II) Which event is more likely {A = 1} or {B = 0}?
Justify your answer.
III) Compute P(B=5) and P(A=10)
IV) If there are 10 things type 1, what is the
probability that there are 6 things type 2
in the box?
V) Compute P(B=5 | A=10)
VI) Compute P(B <= 5) and P(A <= 10)
VII) Compute P(B=5 | A <= 10)
VIII) Compute P(A+B=5) and P(A+B = 10)
IX) Compute P(A+B <= 5) and P(A+B <= 10)
X) Compute P(A+B <= 5 | A+B <= 10)
XI) Compute E(A+B)
Solution : There is a box with space for 16 items.
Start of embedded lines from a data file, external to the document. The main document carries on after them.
//! Lookup responses arriving on the response topic.
//!
//! The backend answers each scan with a small JSON record. Whatever arrives,
//! something readable ends up on the display.

use crate::arbiter::MessageArbiter;
use serde::Deserialize;
use std::time::Duration;
use thiserror::Error;

/// Shown when the payload is not a valid record
pub const INVALID_FORMAT: (&str, &str) = ("Erro JSON", "Formato invalido");

/// Response decode errors
#[derive(Error, Debug)]
pub enum DecodeError {
    #[error("Malformed response payload: {0}")]
    Malformed(#[from] serde_json::Error),
}

/// Lookup result published by the backend
#[derive(Debug, Clone, Default, Deserialize, PartialEq, Eq)]
pub struct LookupResponse {
    #[serde(default, alias = "nome")]
    pub name: Option<String>,

    #[serde(default)]
    pub status: Option<String>,

    #[serde(default, alias = "erro")]
    pub error: Option<String>,
}

impl LookupResponse {
    /// Display lines for this record
    pub fn lines(&self) -> (String, String) {
        let status_line = format!("Sts: {}", self.status.as_deref().unwrap_or("-"));

        if let Some(error) = &self.error {
            ("ERRO".to_string(), error.clone())
        } else if let Some(name) = &self.name {
            (name.clone(), status_line)
        } else {
            ("Sem dados".to_string(), status_line)
        }
    }
}

/// Decode a response payload
pub fn decode(payload: &[u8]) -> Result<LookupResponse, DecodeError> {
    Ok(serde_json::from_slice(payload)?)
}

/// Display lines for a payload, falling back to the invalid-format message
pub fn render(payload: &[u8]) -> (String, String) {
    match decode(payload) {
        Ok(response) => response.lines(),
        Err(e) => {
            tracing::warn!("{}", e);
            (INVALID_FORMAT.0.to_string(), INVALID_FORMAT.1.to_string())
        }
    }
}

/// Turns response-topic messages into display updates
#[derive(Clone)]
pub struct ResponseHandler {
    arbiter: MessageArbiter,
    timeout: Duration,
}

impl ResponseHandler {
    pub fn new(arbiter: MessageArbiter, timeout: Duration) -> Self {
        Self { arbiter, timeout }
    }

    /// Handle one payload from the response topic
    pub async fn on_message(&self, payload: &[u8]) {
        tracing::info!(
            "Response received: {}",
            String::from_utf8_lossy(payload)
        );

        let (line1, line2) = render(payload);

        if let Err(e) = self.arbiter.show_transient(&line1, &line2, self.timeout).await {
            // Screen keeps its previous content; the next message retries
            tracing::debug!("Response not shown: {}", e);
        }
    }
}
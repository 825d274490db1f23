//! Topic publishing over HTTP.
//!
//! Each publish is a `POST {broker_url}/topics/{topic}` carrying the raw
//! payload, retried with exponential backoff.
//!
//! Uses a shared HTTP client to avoid connection pool leaks and reduce
//! memory overhead from creating new clients for each request.

use super::{NetError, Publisher};
use once_cell::sync::Lazy;
use std::time::Duration;

/// Shared HTTP client for all publishes
///
/// Configured with reasonable defaults for an embedded device:
/// - 10 second timeout
/// - Single idle connection per host (minimize memory)
/// - 30 second idle timeout (release connections promptly)
static HTTP_CLIENT: Lazy<reqwest::Client> = Lazy::new(|| {
    reqwest::Client::builder()
        .timeout(Duration::from_secs(10))
        .pool_max_idle_per_host(1)
        .pool_idle_timeout(Duration::from_secs(30))
        .build()
        .unwrap_or_else(|e| {
            tracing::warn!("Falling back to default HTTP client: {}", e);
            reqwest::Client::new()
        })
});

/// Retry configuration
#[derive(Debug, Clone)]
pub struct RetryConfig {
    /// Maximum number of attempts
    pub max_retries: u32,
    /// Base delay between retries (doubled each attempt)
    pub retry_delay: Duration,
}

impl Default for RetryConfig {
    fn default() -> Self {
        Self {
            max_retries: 3,
            retry_delay: Duration::from_secs(2),
        }
    }
}

/// Publisher that forwards topic messages to an HTTP message bridge
#[derive(Debug, Clone)]
pub struct HttpBridge {
    base_url: String,
    retry: RetryConfig,
}

impl HttpBridge {
    pub fn new(base_url: &str) -> Self {
        Self::with_retry(base_url, RetryConfig::default())
    }

    pub fn with_retry(base_url: &str, retry: RetryConfig) -> Self {
        Self {
            base_url: base_url.trim().trim_end_matches('/').to_string(),
            retry,
        }
    }

    /// URL a topic is published to
    pub fn topic_url(&self, topic: &str) -> String {
        format!("{}/topics/{}", self.base_url, topic.trim_matches('/'))
    }
}

impl Publisher for HttpBridge {
    async fn publish(&self, topic: &str, payload: Vec<u8>) -> Result<(), NetError> {
        let url = self.topic_url(topic);
        tracing::debug!("Publishing {} bytes to {}", payload.len(), url);

        publish_with_retry(&HTTP_CLIENT, &url, bytes::Bytes::from(payload), &self.retry).await
    }
}

/// POST with retry logic
async fn publish_with_retry(
    client: &reqwest::Client,
    url: &str,
    payload: bytes::Bytes,
    config: &RetryConfig,
) -> Result<(), NetError> {
    let mut last_error = None;

    for attempt in 0..config.max_retries {
        if attempt > 0 {
            let delay = config.retry_delay * 2u32.pow(attempt - 1);
            tracing::debug!(
                "Retry attempt {}/{}, waiting {:?}",
                attempt + 1,
                config.max_retries,
                delay
            );
            tokio::time::sleep(delay).await;
        }

        let request = client
            .post(url)
            .header(reqwest::header::CONTENT_TYPE, "application/json")
            .body(payload.clone());

        match request.send().await {
            Ok(response) => {
                let status = response.status();
                if status.is_success() {
                    return Ok(());
                }
                tracing::warn!("HTTP error: {} for {}", status, url);
                last_error = Some(NetError::HttpError {
                    status: status.as_u16(),
                });
            }
            Err(e) => {
                tracing::warn!("Publish failed: {} for {}", e, url);
                last_error = Some(NetError::RequestError(e));
            }
        }
    }

    Err(last_error.unwrap_or(NetError::RetriesExhausted))
}
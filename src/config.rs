//! Configuration management for the RFID terminal.
//!
//! Handles loading, saving, and validating configuration from JSON files.

use serde::{Deserialize, Serialize};
use std::path::Path;
use std::time::Duration;
use thiserror::Error;

/// Default configuration file path
pub const DEFAULT_CONFIG_PATH: &str = "/opt/rfid-terminal/config.json";

/// Configuration errors
#[derive(Error, Debug)]
pub enum ConfigError {
    #[error("Failed to read config file: {0}")]
    ReadError(#[from] std::io::Error),

    #[error("Failed to parse config JSON: {0}")]
    ParseError(#[from] serde_json::Error),

    #[error("Invalid configuration: {0}")]
    ValidationError(String),
}

/// Application configuration
#[derive(Debug, Clone, Serialize, Deserialize, PartialEq)]
pub struct Config {
    /// I2C bus number of the LCD backpack
    #[serde(default = "default_i2c_bus")]
    pub i2c_bus: u8,

    /// 7-bit I2C address of the PCF8574 expander
    #[serde(default = "default_lcd_address")]
    pub lcd_address: u8,

    /// Display rows
    #[serde(default = "default_rows")]
    pub rows: u8,

    /// Display columns
    #[serde(default = "default_columns")]
    pub columns: u8,

    /// Base URL of the message bridge scans are published to
    #[serde(default = "default_broker_url")]
    pub broker_url: String,

    /// Port of the local listener receiving topic messages
    #[serde(default = "default_http_port")]
    pub http_port: u16,

    /// Topic scans are published on
    #[serde(default = "default_scan_topic")]
    pub scan_topic: String,

    /// Topic lookup results arrive on
    #[serde(default = "default_response_topic")]
    pub response_topic: String,

    /// Reader identifier sent with every scan
    #[serde(default = "default_reader_id")]
    pub reader_id: String,

    /// Idle greeting, first row
    #[serde(default = "default_idle_line1")]
    pub idle_line1: String,

    /// Idle greeting, second row
    #[serde(default = "default_idle_line2")]
    pub idle_line2: String,

    /// How long transient messages stay on screen
    #[serde(default = "default_message_timeout_ms")]
    pub message_timeout_ms: u64,

    /// Window in which repeated scans of the same tag are ignored
    #[serde(default = "default_debounce_ms")]
    pub debounce_ms: u64,

    /// Tag source: "-" for stdin, otherwise a device or FIFO path
    #[serde(default = "default_scan_input")]
    pub scan_input: String,

    /// Enable verbose logging
    #[serde(default)]
    pub verbose: bool,
}

fn default_i2c_bus() -> u8 {
    1
}

fn default_lcd_address() -> u8 {
    crate::display::hd44780::DEFAULT_ADDRESS
}

fn default_rows() -> u8 {
    2
}

fn default_columns() -> u8 {
    16
}

fn default_broker_url() -> String {
    "http://192.168.18.73:8080".to_string()
}

fn default_http_port() -> u16 {
    8888
}

fn default_scan_topic() -> String {
    "rfid/scanner/uid".to_string()
}

fn default_response_topic() -> String {
    "rfid/scanner/response".to_string()
}

fn default_reader_id() -> String {
    "ESP32_LEITOR_01".to_string()
}

fn default_idle_line1() -> String {
    "Sistema pronto".to_string()
}

fn default_idle_line2() -> String {
    "Aproxime cartao".to_string()
}

fn default_message_timeout_ms() -> u64 {
    5000
}

fn default_debounce_ms() -> u64 {
    3000
}

fn default_scan_input() -> String {
    "-".to_string()
}

impl Default for Config {
    fn default() -> Self {
        Self {
            i2c_bus: default_i2c_bus(),
            lcd_address: default_lcd_address(),
            rows: default_rows(),
            columns: default_columns(),
            broker_url: default_broker_url(),
            http_port: default_http_port(),
            scan_topic: default_scan_topic(),
            response_topic: default_response_topic(),
            reader_id: default_reader_id(),
            idle_line1: default_idle_line1(),
            idle_line2: default_idle_line2(),
            message_timeout_ms: default_message_timeout_ms(),
            debounce_ms: default_debounce_ms(),
            scan_input: default_scan_input(),
            verbose: false,
        }
    }
}

impl Config {
    /// Load configuration from a JSON file
    pub fn load<P: AsRef<Path>>(path: P) -> Result<Self, ConfigError> {
        let content = std::fs::read_to_string(path)?;
        Self::from_json(&content)
    }

    /// Parse and validate configuration from a JSON string
    pub fn from_json(content: &str) -> Result<Self, ConfigError> {
        let config: Config = serde_json::from_str(content)?;
        config.validate()?;
        Ok(config)
    }

    /// Save configuration to a JSON file atomically
    ///
    /// Uses a write-to-temp-then-rename pattern so a power loss mid-write
    /// never leaves a truncated config behind.
    pub fn save<P: AsRef<Path>>(&self, path: P) -> Result<(), ConfigError> {
        let path = path.as_ref();
        let content = serde_json::to_string_pretty(self)?;

        if let Some(parent) = path.parent() {
            if !parent.as_os_str().is_empty() {
                std::fs::create_dir_all(parent)?;
            }
        }

        // Write to temporary file first
        let tmp_path = path.with_extension("json.tmp");
        std::fs::write(&tmp_path, &content)?;

        // Atomic rename - either fully succeeds or fails, never partial
        std::fs::rename(&tmp_path, path).map_err(|e| {
            let _ = std::fs::remove_file(&tmp_path);
            ConfigError::ReadError(e)
        })?;

        Ok(())
    }

    /// Validate configuration values
    pub fn validate(&self) -> Result<(), ConfigError> {
        if self.lcd_address > 0x7F {
            return Err(ConfigError::ValidationError(format!(
                "lcd_address 0x{:02X} is not a 7-bit I2C address",
                self.lcd_address
            )));
        }

        if !(1..=4).contains(&self.rows) {
            return Err(ConfigError::ValidationError(
                "rows must be between 1 and 4".to_string(),
            ));
        }

        if !(1..=40).contains(&self.columns) {
            return Err(ConfigError::ValidationError(
                "columns must be between 1 and 40".to_string(),
            ));
        }

        if self.http_port == 0 {
            return Err(ConfigError::ValidationError(
                "http_port must be greater than 0".to_string(),
            ));
        }

        let url = self.broker_url.trim();
        if !(url.starts_with("http://") || url.starts_with("https://")) {
            return Err(ConfigError::ValidationError(format!(
                "broker_url '{}' must start with http:// or https://",
                self.broker_url
            )));
        }

        for (name, topic) in [
            ("scan_topic", &self.scan_topic),
            ("response_topic", &self.response_topic),
        ] {
            if topic.trim().is_empty() || topic.starts_with('/') {
                return Err(ConfigError::ValidationError(format!(
                    "{} '{}' must be non-empty and must not start with '/'",
                    name, topic
                )));
            }
        }

        if self.scan_topic == self.response_topic {
            return Err(ConfigError::ValidationError(
                "scan_topic and response_topic must differ".to_string(),
            ));
        }

        if self.reader_id.trim().is_empty() {
            return Err(ConfigError::ValidationError(
                "reader_id cannot be empty".to_string(),
            ));
        }

        if self.message_timeout_ms == 0 {
            return Err(ConfigError::ValidationError(
                "message_timeout_ms must be greater than 0".to_string(),
            ));
        }

        if self.scan_input.trim().is_empty() {
            return Err(ConfigError::ValidationError(
                "scan_input cannot be empty (use \"-\" for stdin)".to_string(),
            ));
        }

        Ok(())
    }

    /// Lifetime of transient messages
    pub fn message_timeout(&self) -> Duration {
        Duration::from_millis(self.message_timeout_ms)
    }

    /// Debounce window for repeated scans
    pub fn debounce_window(&self) -> Duration {
        Duration::from_millis(self.debounce_ms)
    }
}

#[cfg(test)]
mod tests {
    use super::*;

    #[test]
    fn test_empty_json_uses_defaults() {
        let config = Config::from_json("{}").unwrap();
        assert_eq!(config, Config::default());
        assert_eq!(config.lcd_address, 0x27);
        assert_eq!(config.message_timeout(), Duration::from_millis(5000));
        assert_eq!(config.debounce_window(), Duration::from_millis(3000));
    }

    #[test]
    fn test_partial_json_overrides_fields() {
        let config =
            Config::from_json(r#"{"lcd_address": 63, "reader_id": "PORTARIA", "rows": 4, "columns": 20}"#)
                .unwrap();
        assert_eq!(config.lcd_address, 0x3F);
        assert_eq!(config.reader_id, "PORTARIA");
        assert_eq!(config.rows, 4);
        assert_eq!(config.scan_topic, "rfid/scanner/uid");
    }

    #[test]
    fn test_rejects_invalid_values() {
        assert!(matches!(
            Config::from_json(r#"{"rows": 5}"#),
            Err(ConfigError::ValidationError(_))
        ));
        assert!(matches!(
            Config::from_json(r#"{"lcd_address": 200}"#),
            Err(ConfigError::ValidationError(_))
        ));
        assert!(matches!(
            Config::from_json(r#"{"broker_url": "mqtt://host"}"#),
            Err(ConfigError::ValidationError(_))
        ));
        assert!(matches!(
            Config::from_json(r#"{"response_topic": "rfid/scanner/uid"}"#),
            Err(ConfigError::ValidationError(_))
        ));
        assert!(matches!(
            Config::from_json(r#"{"message_timeout_ms": 0}"#),
            Err(ConfigError::ValidationError(_))
        ));
    }

    #[test]
    fn test_malformed_json_is_parse_error() {
        assert!(matches!(
            Config::from_json("{not json"),
            Err(ConfigError::ParseError(_))
        ));
    }

    #[test]
    fn test_save_then_load() {
        let dir = std::env::temp_dir().join(format!("rfid-terminal-test-{}", std::process::id()));
        let path = dir.join("config.json");

        let mut config = Config::default();
        config.reader_id = "LAB_02".to_string();
        config.save(&path).unwrap();

        let loaded = Config::load(&path).unwrap();
        assert_eq!(loaded, config);
        assert!(!path.with_extension("json.tmp").exists());

        let _ = std::fs::remove_dir_all(&dir);
    }
}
Let A denote
the number of things that
are type one and B the number of things that are type two. Assume
that A and B are independent
random variables. Assume that all possible (a,b) pairs are equally
likely.
Here we can see that,
A={1,2,3,..... ,16}
B={1,2,3,4......,16}
There can be 1 to 16 things of type A
and 1 to 16 things of type B
I) How many possible pairs (a,b) are there?
Its given that , all possible (a,b) pairs are equally likely.
let us consider ( 1 thing of A 15 things of B ), (2 thing of A 14 things of B ) and so on ...
There is space for 16 items does not mean that A + B =16 compulsarily
Hence we need to consider each and every possibility. We are assuming that box is not empty. Hence (0,0) pair will not come into picture.
(0,1),(0,2) ,(0,3),...(0,16) total= 16 pairs
(1 ,0), (1,1) , (1,2) ,.... (1,15) total = 16 pairs
(2,0) ,(2,1),(2,2),........(2,14) Total 15 pairs
(3,0),(3,1),.......(3,13) total 14 pairs up to
(15,0),(15,1) total 2 pairs
(16,0) 1 pair
Crriying on we get total pairs as
Total = 16+16+15+14+..........+2 +1
= 152
II) Which event is more likely {A = 1} or {B = 0}?
Justify your answer.
P(B=0) = 16 / 152
= 0.1052
P(A=1) = 16 / 152
=0.1052
Here {A=1} and { B= 0} are both equally likely.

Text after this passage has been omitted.